Reduced graphene oxide and Fe2(MoO4)3 composite for sodium-ion batteries cathode with improved performance

• Fe2(MoO4)3@reduced graphene oxide composite have been synthesized by hydrothermal method.
• The obtained materials reveal large discharge capacity, outstanding rate performance and good stability.
• The enhancement mechanism was explored.

Fe2(MoO4)3@reduced graphene oxide (FMO@rGO) composite have been synthesized by precipitation-hydrothermal method. Herein, the graphene oxide in the present synthesis acts not only as baffles between particle and particle that helps to prevent the increase of particle size, but also as conductive networks after hydrothermal treatment, providing high electronic conductivity between particle and particle.

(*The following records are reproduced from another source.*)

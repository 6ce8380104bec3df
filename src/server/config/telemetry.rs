use tracing::info;

use super::ServerConfig;

pub fn log_loaded(config: &ServerConfig) {
    info!(
        target: "cheat_engine_mcp::config",
        path = %config.source_path.display(),
        host = %config.server.host,
        port = config.server.port,
        auth_enabled = config.auth.is_enabled(),
        api_root = %config.cheat_engine.api_root(),
        timeout_secs = config.cheat_engine.timeout_secs,
        "Configuration loaded successfully"
    );
}
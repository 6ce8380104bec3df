use std::process::Stdio;

use anyhow::Result;
use serde_json::{json, Value};
use tokio::process::Command;

use crate::common::{fixture, scrub_env, StubApi, BINARY_PATH};

struct CliOutput {
    code: Option<i32>,
    stdout: Value,
    stderr: String,
}

async fn run_cli(args: &[&str], envs: &[(&str, String)]) -> Result<CliOutput> {
    let mut command = Command::new(BINARY_PATH);
    scrub_env(&mut command)
        .env(
            "MCP_CONFIG_PATH",
            fixture("tests/fixtures/config_no_auth.toml"),
        )
        .args(args)
        .stdin(Stdio::null())
        .stdout(Stdio::piped())
        .stderr(Stdio::piped());
    for (key, value) in envs {
        command.env(key, value);
    }
    let output = command.output().await?;
    Ok(CliOutput {
        code: output.status.code(),
        stdout: serde_json::from_slice(&output.stdout).unwrap_or(Value::Null),
        stderr: String::from_utf8_lossy(&output.stderr).into_owned(),
    })
}

fn stub_env(stub: &StubApi) -> Vec<(&'static str, String)> {
    vec![
        ("MCP_HOST", "127.0.0.1".to_string()),
        ("MCP_PORT", stub.addr.port().to_string()),
    ]
}

#[tokio::test]
async fn tools_command_prints_category_catalog() -> Result<()> {
    let output = run_cli(&["tools", "--category", "memory"], &[]).await?;
    assert_eq!(output.code, Some(0));
    let payload = output.stdout;
    assert_eq!(payload["tool_count"], json!(30));
    let tools = payload["tools"].as_array().expect("tools array");
    assert!(tools.iter().all(|tool| tool["category"] == "memory"));
    assert_eq!(tools[0]["name"], "read_bytes");
    assert!(tools[0]["input_schema"]["properties"]["byte_count"].is_object());
    Ok(())
}

#[tokio::test]
async fn unknown_category_fails() -> Result<()> {
    let output = run_cli(&["tools", "--category", "kernel"], &[]).await?;
    assert_eq!(output.code, Some(1));
    assert!(output.stderr.contains("kernel"), "{}", output.stderr);
    Ok(())
}

#[tokio::test]
async fn health_command_honours_host_and_port_overrides() -> Result<()> {
    let stub = StubApi::ok(json!({
        "status": "healthy",
        "server": "Cheat Engine REST",
        "version": "1.0.0"
    }))
    .await?;

    let output = run_cli(&["health"], &stub_env(&stub)).await?;

    assert_eq!(output.code, Some(0));
    let payload = output.stdout;
    assert_eq!(payload["status"], "healthy");
    assert_eq!(payload["response"]["version"], "1.0.0");
    let requests = stub.requests();
    assert_eq!(requests.len(), 1);
    assert_eq!(requests[0].method, "GET");
    assert_eq!(requests[0].path, "/api/cheatengine/health");
    Ok(())
}

#[tokio::test]
async fn unhealthy_plugin_fails_health_command() -> Result<()> {
    let stub = StubApi::ok(json!({ "Success": false, "Error": "Lua engine not ready" })).await?;

    let output = run_cli(&["health"], &stub_env(&stub)).await?;

    assert_eq!(output.code, Some(1));
    assert_eq!(output.stdout, Value::Null);
    assert!(output.stderr.contains("unhealthy"), "{}", output.stderr);
    assert!(output.stderr.contains("Lua engine not ready"), "{}", output.stderr);
    Ok(())
}

#[tokio::test]
async fn tools_command_reports_routes() -> Result<()> {
    let output = run_cli(&["tools", "--category", "scan"], &[]).await?;
    assert_eq!(output.code, Some(0));
    let tools = output.stdout["tools"].as_array().expect("tools array").clone();
    let aob = tools
        .iter()
        .find(|tool| tool["name"] == "aob_scan")
        .expect("aob_scan listed");
    assert_eq!(aob["method"], "POST");
    assert_eq!(aob["endpoint"], "aob-scan");
    Ok(())
}
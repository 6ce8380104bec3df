pub mod check_docs_links;
pub mod preflight;
pub mod tool_docs;
//! Shared library modules providing error types and telemetry initialization.

pub mod errors;
pub mod telemetry;
//! LaunchProfile and token/config resolution.
use std::{
    env,
    path::{Path, PathBuf},
};

use anyhow::{Context, Result};
use clap::ValueEnum;

use crate::server::config::auth::{MAX_TOKEN_LENGTH, MIN_TOKEN_LENGTH};

const DEFAULT_CONFIG: &str = "config.toml";
const MCP_CONFIG_ENV: &str = "MCP_CONFIG_PATH";
const MCP_SHARED_TOKEN_ENV: &str = "MCP_SHARED_TOKEN";

/// MCP transport mode.
#[derive(Debug, Clone, Copy, ValueEnum, PartialEq, Eq)]
pub enum TransportMode {
    Stdio,
    Tcp,
}

impl TransportMode {
    pub const fn as_str(&self) -> &'static str {
        match self {
            TransportMode::Stdio => "stdio",
            TransportMode::Tcp => "tcp",
        }
    }
}

/// Source for the shared token.
#[derive(Debug, Clone, Copy, PartialEq, Eq)]
pub enum TokenSource {
    Env,
    Cli,
    Missing,
}

/// Resolved launch profile.
#[derive(Debug, Clone)]
pub struct LaunchProfile {
    pub config_path: PathBuf,
    /// Set when the path came from `--config` or `MCP_CONFIG_PATH`; such files must exist.
    pub config_required: bool,
    pub transport: TransportMode,
    pub shared_token: Option<String>,
    pub token_source: TokenSource,
    pub launch_args: Vec<String>,
}

/// Resolve config path in the order: CLI override → env var → default.
///
/// Returns the absolute path and whether it was chosen explicitly.
pub fn resolve_config_path(override_path: Option<PathBuf>) -> Result<(PathBuf, bool)> {
    let explicit = override_path.or_else(|| {
        env::var_os(MCP_CONFIG_ENV)
            .filter(|value| !value.is_empty())
            .map(PathBuf::from)
    });
    let required = explicit.is_some();
    let path = explicit.unwrap_or_else(|| PathBuf::from(DEFAULT_CONFIG));

    if path.is_absolute() {
        return Ok((path, required));
    }

    let cwd = env::current_dir().context("failed to obtain current directory")?;
    Ok((cwd.join(path), required))
}

/// Resolve token in the order: CLI override → env var.
pub fn resolve_token(token_override: Option<String>) -> (Option<String>, TokenSource) {
    if let Some(token) = token_override.and_then(|v| normalize_token(&v)) {
        return (Some(token), TokenSource::Cli);
    }

    if let Some(env_token) = env::var(MCP_SHARED_TOKEN_ENV)
        .ok()
        .and_then(|v| normalize_token(&v))
    {
        return (Some(env_token), TokenSource::Env);
    }

    (None, TokenSource::Missing)
}

/// Build launch arguments suitable for reproduction/logging.
pub fn build_launch_args(transport: TransportMode, config: &Path) -> Vec<String> {
    vec![
        format!("--transport={}", transport.as_str()),
        format!("--config={}", config.display()),
    ]
}

fn normalize_token(raw: &str) -> Option<String> {
    let trimmed = raw.trim();
    if trimmed.len() < MIN_TOKEN_LENGTH || trimmed.len() > MAX_TOKEN_LENGTH {
        return None;
    }
    Some(trimmed.to_string())
}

The special surface area of the as-prepared materials significantly increases from 19.738 m2 g−1 (FMO) to 51.401 m2 g−1 (FMO@rGO), which undoubtedly provide more interface area between the active materials and the electrolyte. As a cathode material for sodium-ion batteries, the FMO@rGO composite delivers high discharge capacity at 0.5 C, which is comparable to theoretical capacity and literatures, and impressive rate performance. As the current density is at 5 C, for the first time, the initial specific capacity of FMO@rGO composite is about 68.2 mAh g−1, and it remains 56.5 mAh g−1 after 100 cycles, of which the excellent electrochemical performance is mainly attributed to good conductivity, high specific surface area and significantly enhanced diffusion coefficient.